In 2022, the BI-RADS lexicon for CEM was published as a supplement [29], basically using the BI-RADS lexicons of mammography and MRI to interpret the findings of LMs and REIs. Although many worldwide clinical data and experiences have been collected since the approval of CEM for clinical use in 2012 [3], the current CEM lexicon is still an early work on this novel technique.
The diagnostic performance of CEM compared to other conventional breast modalities has been investigated. For daily clinical work, we need to know, first, how well the REI solves the problems of the common mammographic abnormalities of mass, microcalcifications, and architecture distortion, and, second, the benefits of using CEM in a screening population.

3.2. Palpable Mass

A palpable mass is a frequent complaint of a woman visiting the breast clinic or outpatient department of a hospital. The appearance of a mammographic mass is a 3D configuration with a bulging edge, and the finding mostly represents the presence of a tumor. The detection of a tumor depends on its size and the background of breast density in which the overlapping glandular tissue can interrupt the sensitivity and differentiation. Data from a Dutch report on CEM established that 152 of 199 screening recalls (76%) were masses, and CEM increased the cancer sensitivity from 93% to 96.9% and the specificity from 35.9% to 69.7% compared to conventional mammography [30].
Both malignant and benign tumors can be enhanced.

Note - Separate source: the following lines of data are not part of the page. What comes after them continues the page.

use std::collections::HashSet;

use chrono::{NaiveDateTime, Timelike};

use super::todo::{Todo, TodoId};

/// How long after its time a reminder still counts as due.
pub const DUE_WINDOW_SECS: i64 = 60;

const MINUTE_FORMAT: &str = "%Y-%m-%dT%H:%M";
const SECOND_FORMAT: &str = "%Y-%m-%dT%H:%M:%S";

/// Format a reminder the way date-time pickers emit it: minutes, plus
/// seconds only when they're set.
pub fn format(ts: NaiveDateTime) -> String {
    if ts.second() == 0 {
        ts.format(MINUTE_FORMAT).to_string()
    } else {
        ts.format(SECOND_FORMAT).to_string()
    }
}

pub fn parse(s: &str) -> Option<NaiveDateTime> {
    let s = s.trim();
    NaiveDateTime::parse_from_str(s, MINUTE_FORMAT)
        .or_else(|_| NaiveDateTime::parse_from_str(s, SECOND_FORMAT))
        .ok()
}

/// Serde adapter for `Option<NaiveDateTime>` reminder fields.
pub mod serde_opt {
    use chrono::NaiveDateTime;
    use serde::{Deserialize, Deserializer, Serializer};

    pub fn serialize<S: Serializer>(value: &Option<NaiveDateTime>, s: S) -> Result<S::Ok, S::Error> {
        match value {
            Some(ts) => s.serialize_str(&super::format(*ts)),
            None => s.serialize_none(),
        }
    }

    pub fn deserialize<'de, D: Deserializer<'de>>(d: D) -> Result<Option<NaiveDateTime>, D::Error> {
        let raw: Option<String> = Option::deserialize(d)?;
        match raw {
            None => Ok(None),
            Some(s) if s.is_empty() => Ok(None),
            Some(s) => super::parse(&s)
                .map(Some)
                .ok_or_else(|| serde::de::Error::custom(format!("invalid reminder time: {s}"))),
        }
    }
}

/// Tracks which reminders have already fired so each one fires once.
#[derive(Debug, Default)]
pub struct ReminderTracker {
    notified: HashSet<(String, NaiveDateTime)>,
}

impl ReminderTracker {
    pub fn new() -> Self {
        Self::default()
    }

    /// Ids of pending to-dos whose reminder fell within the last minute and
    /// hasn't fired yet. Marks them as fired.
    pub fn due(&mut self, todos: &[Todo], now: NaiveDateTime) -> Vec<TodoId> {
        let mut due = Vec::new();
        for todo in todos {
            let Some(at) = todo.reminder else { continue };
            if todo.completed {
                continue;
            }
            let elapsed = (now - at).num_seconds();
            if !(0..DUE_WINDOW_SECS).contains(&elapsed) {
                continue;
            }
            if self.notified.insert((todo.text.clone(), at)) {
                log::info!("Reminder due: {}", todo.text);
                due.push(todo.id);
            }
        }
        due
    }
}

#[cfg(test)]
mod tests {
    use super::*;
    use chrono::NaiveDate;

    fn at(h: u32, m: u32, s: u32) -> NaiveDateTime {
        NaiveDate::from_ymd_opt(2026, 4, 1).unwrap().and_hms_opt(h, m, s).unwrap()
    }

    #[test]
    fn format_and_parse() {
        assert_eq!(format(at(9, 30, 0)), "2026-04-01T09:30");
        assert_eq!(format(at(9, 30, 15)), "2026-04-01T09:30:15");
        assert_eq!(parse("2026-04-01T09:30"), Some(at(9, 30, 0)));
        assert_eq!(parse("2026-04-01T09:30:15"), Some(at(9, 30, 15)));
        assert_eq!(parse("tomorrow"), None);
    }

    #[test]
    fn fires_once_within_window() {
        let todo = Todo { reminder: Some(at(9, 0, 0)), ..Todo::new("call mom") };
        let todos = vec![todo.clone()];
        let mut tracker = ReminderTracker::new();

        assert!(tracker.due(&todos, at(8, 59, 59)).is_empty());
        assert_eq!(tracker.due(&todos, at(9, 0, 30)), vec![todo.id]);
        assert!(tracker.due(&todos, at(9, 0, 40)).is_empty());
    }

    #[test]
    fn skips_completed_and_stale() {
        let done = Todo {
            completed: true,
            reminder: Some(at(9, 0, 0)),
            ..Todo::new("done")
        };
        let stale = Todo { reminder: Some(at(8, 0, 0)), ..Todo::new("stale") };
        let mut tracker = ReminderTracker::new();
        assert!(tracker.due(&[done, stale], at(9, 0, 10)).is_empty());
    }
}
use std::collections::HashMap;

use async_trait::async_trait;
use chrono::NaiveDate;
use tokio::sync::RwLock;

use super::{StorageBackend, check_memo_name};
use crate::error::Result;

/// In-process storage. Backs tests and shells without a filesystem.
#[derive(Default)]
pub struct MemoryStorage {
    files: RwLock<HashMap<NaiveDate, String>>,
    memos: RwLock<HashMap<String, String>>,
    writes: RwLock<HashMap<NaiveDate, usize>>,
}

impl MemoryStorage {
    pub fn new() -> Self {
        Self::default()
    }

    /// Seed a date file without counting it as a write.
    pub async fn insert(&self, date: NaiveDate, text: impl Into<String>) {
        self.files.write().await.insert(date, text.into());
    }

    /// How many times `date` has been written through the backend.
    pub async fn write_count(&self, date: NaiveDate) -> usize {
        self.writes.read().await.get(&date).copied().unwrap_or(0)
    }
}

#[async_trait]
impl StorageBackend for MemoryStorage {
    async fn read_date_file(&self, date: NaiveDate) -> Result<Option<String>> {
        Ok(self.files.read().await.get(&date).cloned())
    }

    async fn write_date_file(&self, date: NaiveDate, text: &str) -> Result<()> {
        self.files.write().await.insert(date, text.to_string());
        *self.writes.write().await.entry(date).or_default() += 1;
        Ok(())
    }

    async fn list_dates(&self) -> Result<Vec<NaiveDate>> {
        let mut dates: Vec<NaiveDate> = self.files.read().await.keys().copied().collect();
        dates.sort_unstable_by(|a, b| b.cmp(a));
        Ok(dates)
    }

    async fn read_memo(&self, name: &str) -> Result<Option<String>> {
        check_memo_name(name)?;
        Ok(self.memos.read().await.get(name).cloned())
    }

    async fn write_memo(&self, name: &str, text: &str) -> Result<()> {
        check_memo_name(name)?;
        self.memos.write().await.insert(name.to_string(), text.to_string());
        Ok(())
    }
}

#[cfg(test)]
mod tests {
    use super::*;

    #[tokio::test]
    async fn counts_writes_not_seeds() {
        let storage = MemoryStorage::new();
        let date = NaiveDate::from_ymd_opt(2026, 1, 1).unwrap();
        storage.insert(date, "seed").await;
        assert_eq!(storage.write_count(date).await, 0);

        storage.write_date_file(date, "one").await.unwrap();
        storage.write_date_file(date, "two").await.unwrap();
        assert_eq!(storage.write_count(date).await, 2);
        assert_eq!(storage.read_date_file(date).await.unwrap().as_deref(), Some("two"));
    }
}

When an enhanced mass is found, the REI features provide valuable information to determine the shape and outline of masses. An irregular shape or outline of masses is the strongest feature of breast cancers, which is similarly observed in other imaging modalities. A smooth outline of oval or round masses is the most common sign of a benign tumor. Rim enhancement has been reported as a highly suggestive feature for breast cancers [31,32], particularly with asymmetric thick or nodular rim enhancement (Figure 2). A thin rim enhancement without any internal density in a circumscribed mass may be a simple inflamed cyst (Figure 3). When the internal enhancement seems low, sonography or enhanced MRI is essentially needed for the better internal characterization of cystic, necrotic, central fibrosis, or low-angiogenic cancer components. For these sonographic observable masses, sonographically guided biopsy is warranted.
There have been no studies conducted to specifically compare the characterization of masses across DM, sonography, CEM, and enhanced MRI. CEM’s mass characterization ability is expected to be weaker than that of enhanced MRI or sonography, which both provide cross-sectional images to observe the internal or outline features of the entire tumor. Nevertheless, CEM plays an important role in displaying cancers and suspicious lesions. The cancer sensitivities have been reported as superior to those of DM [33] and sonography alone [34] and approximate to those of DM plus sonography [35] and enhanced MRI [36]. While CEM may not play a significant role in characterizing breast masses, its ability of cancer detection for the screening, abnormality evaluation, and cancer staging of multifocal, multicentric, or contralateral disease remains useful. A recent review published a ‘pro-CEM’ perception of the arguments for why breast MRI is hardly necessary when CEM in combination with sonography can be performed as a single-appointment imaging strategy in breast cancer patients [37]. Otherwise, the information on LM and REI in a single examination is practically more comprehensive than that on conventional DM.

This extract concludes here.